If you have kids, be sure to swing by the Banff National Park visitor centers and pick up the Parks Canada Xplorer’s booklet. This is Park Canada’s equivalent to the U.S. National Parks’ excellent Junior Ranger Program. What’s really cool is that each park office within Banff has something different for them, so if you have more time here and venture outside of the downtown and Lake Louise area, be sure to scoop up the various packets and help them (and you) learn more about the area.

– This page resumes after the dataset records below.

//! Canonical model identity and pricing

use serde::{Deserialize, Deserializer, Serialize, Serializer};

/// Reference per-1000-token cost ceiling used to normalize cost efficiency.
/// Matches the most expensive model in the catalog, so efficiency spans the
/// full [0, 1] range.
pub const REFERENCE_COST_PER_1K: f64 = 0.030;

/// Per-1000-token cost assumed for models outside the catalog
const UNKNOWN_COST_PER_1K: f64 = 0.010;

/// Canonical identity of a chat model (Value Object)
///
/// Providers spell model names a dozen ways (`GPT-4o`, `openai/gpt-4o`,
/// `gpt4o-2024-05`); capability lookup and pricing key off one canonical
/// form. [`CanonicalModel::normalize`] is total: any string maps to a
/// catalog entry or to the `Unknown` bucket, never to an error.
#[derive(Debug, Clone, PartialEq, Eq, Hash)]
pub enum CanonicalModel {
    // OpenAI models
    Gpt4o,
    Gpt4Turbo,
    Gpt4,
    Gpt35Turbo,
    // Anthropic models
    Claude3Opus,
    Claude3Sonnet,
    Claude3Haiku,
    // Mistral models
    MistralLarge,
    MistralMedium,
    MistralSmall,
    // In-process simulator backends
    LocalSim,
    // Anything else, lowercased
    Unknown(String),
}

impl CanonicalModel {
    /// Get the canonical string identifier for this model
    pub fn as_str(&self) -> &str {
        match self {
            CanonicalModel::Gpt4o => "gpt-4o",
            CanonicalModel::Gpt4Turbo => "gpt-4-turbo",
            CanonicalModel::Gpt4 => "gpt-4",
            CanonicalModel::Gpt35Turbo => "gpt-3.5-turbo",
            CanonicalModel::Claude3Opus => "claude-3-opus",
            CanonicalModel::Claude3Sonnet => "claude-3-sonnet",
            CanonicalModel::Claude3Haiku => "claude-3-haiku",
            CanonicalModel::MistralLarge => "mistral-large",
            CanonicalModel::MistralMedium => "mistral-medium",
            CanonicalModel::MistralSmall => "mistral-small",
            CanonicalModel::LocalSim => "local-sim",
            CanonicalModel::Unknown(s) => s,
        }
    }

    /// Every catalog model (everything except the `Unknown` bucket)
    pub fn known_models() -> Vec<CanonicalModel> {
        vec![
            CanonicalModel::Gpt4o,
            CanonicalModel::Gpt4Turbo,
            CanonicalModel::Gpt4,
            CanonicalModel::Gpt35Turbo,
            CanonicalModel::Claude3Opus,
            CanonicalModel::Claude3Sonnet,
            CanonicalModel::Claude3Haiku,
            CanonicalModel::MistralLarge,
            CanonicalModel::MistralMedium,
            CanonicalModel::MistralSmall,
            CanonicalModel::LocalSim,
        ]
    }

    /// Map an arbitrary model name onto the catalog.
    ///
    /// Matching is family-then-tier on the lowercased, trimmed name. Bare
    /// family names resolve to the strongest tier (`claude` → Claude3Opus,
    /// `mistral` → MistralLarge). Names matching nothing land in
    /// `Unknown`, carrying the lowercased original; blank names land in
    /// `Unknown("unknown")`. Never panics.
    pub fn normalize(raw: &str) -> CanonicalModel {
        let name = raw.trim().to_lowercase();
        if name.is_empty() {
            return CanonicalModel::Unknown("unknown".to_string());
        }
        if name.contains("gpt-4o") || name.contains("gpt4o") {
            CanonicalModel::Gpt4o
        } else if (name.contains("gpt-4") || name.contains("gpt4")) && name.contains("turbo") {
            CanonicalModel::Gpt4Turbo
        } else if name.contains("gpt-4") || name.contains("gpt4") {
            CanonicalModel::Gpt4
        } else if name.contains("gpt") && (name.contains("3.5") || name.contains("turbo")) {
            CanonicalModel::Gpt35Turbo
        } else if name.contains("claude") {
            if name.contains("sonnet") {
                CanonicalModel::Claude3Sonnet
            } else if name.contains("haiku") {
                CanonicalModel::Claude3Haiku
            } else {
                CanonicalModel::Claude3Opus
            }
        } else if name.contains("mistral") {
            if name.contains("medium") {
                CanonicalModel::MistralMedium
            } else if name.contains("small") || name.contains("tiny") {
                CanonicalModel::MistralSmall
            } else {
                CanonicalModel::MistralLarge
            }
        } else if name.contains("local") || name.contains("simulator") || name.starts_with("sim-") {
            CanonicalModel::LocalSim
        } else {
            CanonicalModel::Unknown(name)
        }
    }

    /// Whether this model is in the catalog
    pub fn is_known(&self) -> bool {
        !matches!(self, CanonicalModel::Unknown(_))
    }

    /// Assumed cost per 1000 tokens, in dollars.
    ///
    /// Flat blended rates, good enough for relative cost ranking; the
    /// simulator backend is free.
    pub fn cost_per_1k_tokens(&self) -> f64 {
        match self {
            CanonicalModel::Gpt4o => 0.005,
            CanonicalModel::Gpt4Turbo => 0.010,
            CanonicalModel::Gpt4 => 0.030,
            CanonicalModel::Gpt35Turbo => 0.0005,
            CanonicalModel::Claude3Opus => 0.015,
            CanonicalModel::Claude3Sonnet => 0.003,
            CanonicalModel::Claude3Haiku => 0.00025,
            CanonicalModel::MistralLarge => 0.008,
            CanonicalModel::MistralMedium => 0.0027,
            CanonicalModel::MistralSmall => 0.001,
            CanonicalModel::LocalSim => 0.0,
            CanonicalModel::Unknown(_) => UNKNOWN_COST_PER_1K,
        }
    }

    /// Cost efficiency in [0, 1]: free models score 1.0, models at the
    /// reference ceiling score 0.0
    pub fn cost_efficiency(&self) -> f64 {
        (1.0 - self.cost_per_1k_tokens() / REFERENCE_COST_PER_1K).clamp(0.0, 1.0)
    }
}

impl std::fmt::Display for CanonicalModel {
    fn fmt(&self, f: &mut std::fmt::Formatter<'_>) -> std::fmt::Result {
        write!(f, "{}", self.as_str())
    }
}

impl std::str::FromStr for CanonicalModel {
    type Err = std::convert::Infallible;

    fn from_str(s: &str) -> std::result::Result<Self, Self::Err> {
        Ok(CanonicalModel::normalize(s))
    }
}

impl Serialize for CanonicalModel {
    fn serialize<S>(&self, serializer: S) -> Result<S::Ok, S::Error>
    where
        S: Serializer,
    {
        serializer.serialize_str(self.as_str())
    }
}

impl<'de> Deserialize<'de> for CanonicalModel {
    fn deserialize<D>(deserializer: D) -> Result<Self, D::Error>
    where
        D: Deserializer<'de>,
    {
        let s = String::deserialize(deserializer)?;
        Ok(CanonicalModel::normalize(&s))
    }
}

Speaking of kids, most restaurants love them. Buuuuut, bars won’t allow them, and restaurants won’t let them sit in the bar area. Which means, as we found out the hard way, if you want happy hour food specials at some places, you’ll either have to sit outside or don’t bring the kids. Downtown Banff has a ton of restaurants, though, so finding something to keep everyone happy shouldn’t be hard.
If you like art, check out the Banff Centre for Arts & Creativity. Or plan ahead and book rooms during the Banff Film Festival, which they host. If you’re really into theatre, the Centre has multi-month and year-long programs to teach everything from set design to theatre creation to assembling the orchestra and musical choreography. It’s a conference center, too, open for your business to host an event of its own.
Winter is a whole ‘nother post, but yes, they have massive ski and snowboard options, too. Summer season is typically May through October. Earlier than that and some of the trails higher up may be covered in snow or there’s still risk of avalanches.
The official visitor’s website is BanffLakeLouise.com, and the visitor’s center in downtown has decent WiFi (with big comfy chairs!) and respectable-looking shirts, hats and other souvenirs if you haven’t already found something.